I have two solutions to print all paths from the root to all leaves in a binary tree as follows.

In Sol 1, used List as an argument in the recursion to add path from the root to each leaf node and then after returning from the recursion, I have to remove a node which is being returned. Based on my knowledge, this is because List is an object stored in heap and shared by everyone. So each recursive call uses the same List object list and thus needs to remove.

However, in Sol 2, I used array as an argument and I don't need to remove the returned node unlike List. I don't understand why?

Based on my understanding, since array is also an object, stored in heap and shared by every recursive call. Thus it was supposed be the same with the List case, and I thought I needed to remove the returned node from the recursive call. But it is not true.

Could you explain why the returned node from the recursive call doesn't have to be removed unlike List? My understand of List case is correct? Please let me know it's confusing for me.

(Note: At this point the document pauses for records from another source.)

//! Task list view with loading, empty and listing modes.
//!
//! # Responsibility
//! - Select exactly one render mode per call.
//! - Derive display order and delegate rows to the task item view.
//!
//! # Invariants
//! - Precedence is strict: loading, then empty, then listing.
//! - While loading, `tasks` is never inspected.
//! - Display order is a stable partition: pinned tasks first, each group
//!   keeps its input order.
//! - Every row receives the same `TaskActions` handle.
//!
//! Duplicate task IDs are not detected; row identity is then undefined.

use crate::model::task::Task;
use crate::view::actions::TaskActions;
use crate::view::task_item::{render_task_item, TaskItemView};
use log::trace;

/// Number of placeholder rows shown while loading.
pub const LOADING_ROW_COUNT: usize = 6;
/// Placeholder words shown in each loading row.
pub const LOADING_ROW_TEXT: [&str; 3] = ["Loading", "cool", "state"];
/// Icon name for the empty placeholder.
pub const EMPTY_ICON: &str = "check";
pub const EMPTY_TITLE: &str = "You have no tasks";
pub const EMPTY_SUBTITLE: &str = "Sit back and relax";

/// Input contract for the task list.
#[derive(Debug, Clone)]
pub struct TaskListProps<'a> {
    pub loading: bool,
    pub tasks: &'a [Task],
    pub actions: TaskActions,
}

impl<'a> TaskListProps<'a> {
    pub fn new(tasks: &'a [Task], actions: TaskActions) -> Self {
        Self {
            loading: false,
            tasks,
            actions,
        }
    }

    pub fn loading(mut self, loading: bool) -> Self {
        self.loading = loading;
        self
    }
}

/// Dataless skeleton row.
#[derive(Debug, Clone, Copy, PartialEq, Eq, Default)]
pub struct LoadingRow;

impl LoadingRow {
    pub fn text(&self) -> [&'static str; 3] {
        LOADING_ROW_TEXT
    }
}

/// Static placeholder for an empty list.
#[derive(Debug, Clone, Copy, PartialEq, Eq)]
pub struct EmptyState {
    pub icon: &'static str,
    pub title: &'static str,
    pub subtitle: &'static str,
}

impl Default for EmptyState {
    fn default() -> Self {
        Self {
            icon: EMPTY_ICON,
            title: EMPTY_TITLE,
            subtitle: EMPTY_SUBTITLE,
        }
    }
}

#[derive(Debug, Clone, Copy, PartialEq, Eq)]
pub enum RenderMode {
    Loading,
    Empty,
    Listing,
}

impl RenderMode {
    pub fn as_str(self) -> &'static str {
        match self {
            Self::Loading => "loading",
            Self::Empty => "empty",
            Self::Listing => "listing",
        }
    }
}

/// Rendered task list.
#[derive(Debug, Clone, PartialEq)]
pub enum TaskListView {
    Loading(Vec<LoadingRow>),
    Empty(EmptyState),
    /// Rows in display order, keyed by task ID.
    Listing(Vec<TaskItemView>),
}

impl TaskListView {
    pub fn mode(&self) -> RenderMode {
        match self {
            Self::Loading(_) => RenderMode::Loading,
            Self::Empty(_) => RenderMode::Empty,
            Self::Listing(_) => RenderMode::Listing,
        }
    }

    /// Task rows; empty for placeholder modes.
    pub fn items(&self) -> &[TaskItemView] {
        match self {
            Self::Listing(items) => items,
            Self::Loading(_) | Self::Empty(_) => &[],
        }
    }
}

/// Orders tasks for display: pinned first, then the rest.
///
/// Relative input order is preserved inside both groups.
pub fn order_for_display(tasks: &[Task]) -> Vec<&Task> {
    let (mut ordered, rest): (Vec<&Task>, Vec<&Task>) =
        tasks.iter().partition(|task| task.is_pinned());
    ordered.extend(rest);
    ordered
}

/// Renders the list in the mode selected by `props`.
pub fn render_task_list(props: &TaskListProps<'_>) -> TaskListView {
    let view = if props.loading {
        TaskListView::Loading(vec![LoadingRow; LOADING_ROW_COUNT])
    } else if props.tasks.is_empty() {
        TaskListView::Empty(EmptyState::default())
    } else {
        TaskListView::Listing(
            order_for_display(props.tasks)
                .into_iter()
                .map(|task| render_task_item(task, &props.actions))
                .collect(),
        )
    };

    trace!(
        "event=task_list_render module=view mode={} rows={}",
        view.mode().as_str(),
        view.items().len()
    );
    view
}

#[cfg(test)]
mod tests {
    use super::{order_for_display, render_task_list, RenderMode, TaskListProps};
    use crate::model::task::{Task, TaskId, TaskState};
    use crate::view::actions::TaskActions;

    fn task(id: &str, state: TaskState) -> Task {
        Task::new(TaskId::new(id).expect("id"), format!("Task {id}")).with_state(state)
    }

    #[test]
    fn order_for_display_on_empty_input_is_empty() {
        assert!(order_for_display(&[]).is_empty());
    }

    #[test]
    fn archived_tasks_stay_in_the_trailing_group() {
        let tasks = vec![
            task("1", TaskState::Archived),
            task("2", TaskState::Inbox),
            task("3", TaskState::Pinned),
        ];
        let ids = order_for_display(&tasks)
            .into_iter()
            .map(|task| task.id.as_str())
            .collect::<Vec<_>>();
        assert_eq!(ids, vec!["3", "1", "2"]);
    }

    #[test]
    fn every_row_forwards_to_the_callers_actions() {
        let tasks = vec![task("1", TaskState::Inbox), task("2", TaskState::Pinned)];
        let (actions, log) = TaskActions::recording();
        let view = render_task_list(&TaskListProps::new(&tasks, actions));

        assert_eq!(view.mode(), RenderMode::Listing);
        for item in view.items() {
            item.pin.as_ref().expect("pin rendered").activate();
        }
        let pinned = log
            .entries()
            .iter()
            .map(|intent| intent.task_id().as_str().to_string())
            .collect::<Vec<_>>();
        assert_eq!(pinned, vec!["2", "1"]);
    }
}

Sol 1: recursive 1 - using List

void printPathsFromRootToLeavesRec1(BTNode node, List<BTNode> list) {
    if(node == null) return;

    list.add(node);
    // viristed and added node from root --> left subtree --> right subtree

    if(node.left == null && node.right == null)
        printNodeList(list);

    printPathsFromRootToLeavesRec1(node.left, list);
    printPathsFromRootToLeavesRec1(node.right, list);

    **// Note 1: KEY POINT = Remove after print !!!
    list.remove(node);**
}

Sol 2: Recursive 2 - using array

void printPathFromRootToLeavsRec2(BTNode node, BTNode[] array, int index) {
    if(node == null) return;

    array[index] = node;  
    index++;

    if(node.left == null && node.right == null) printPathArray(array, index);       
    printPathFromRootToLeavsRec2(node.left,  array, index);
    printPathFromRootToLeavsRec2(node.right, array, index);
            **// We don't need to remove the returned node in the array case unlike List**
}

Answer 1

Because of index++. In a list, you are always getting the first element. I mean, you always have 1 element because you remove it at the end. In the array, because index++, you always get the last one element.

Answer 2

Because, in the array, we just overwrite the element in the next function call, so there's no need to remove it.

Note that with the List we're doing an add (which always appends to the end, which obviously won't be overwritten by doing another add , thus we need a remove ), but with the array we're simply setting the index -th element (so, if there's already an element at that position, we simply overwrite it).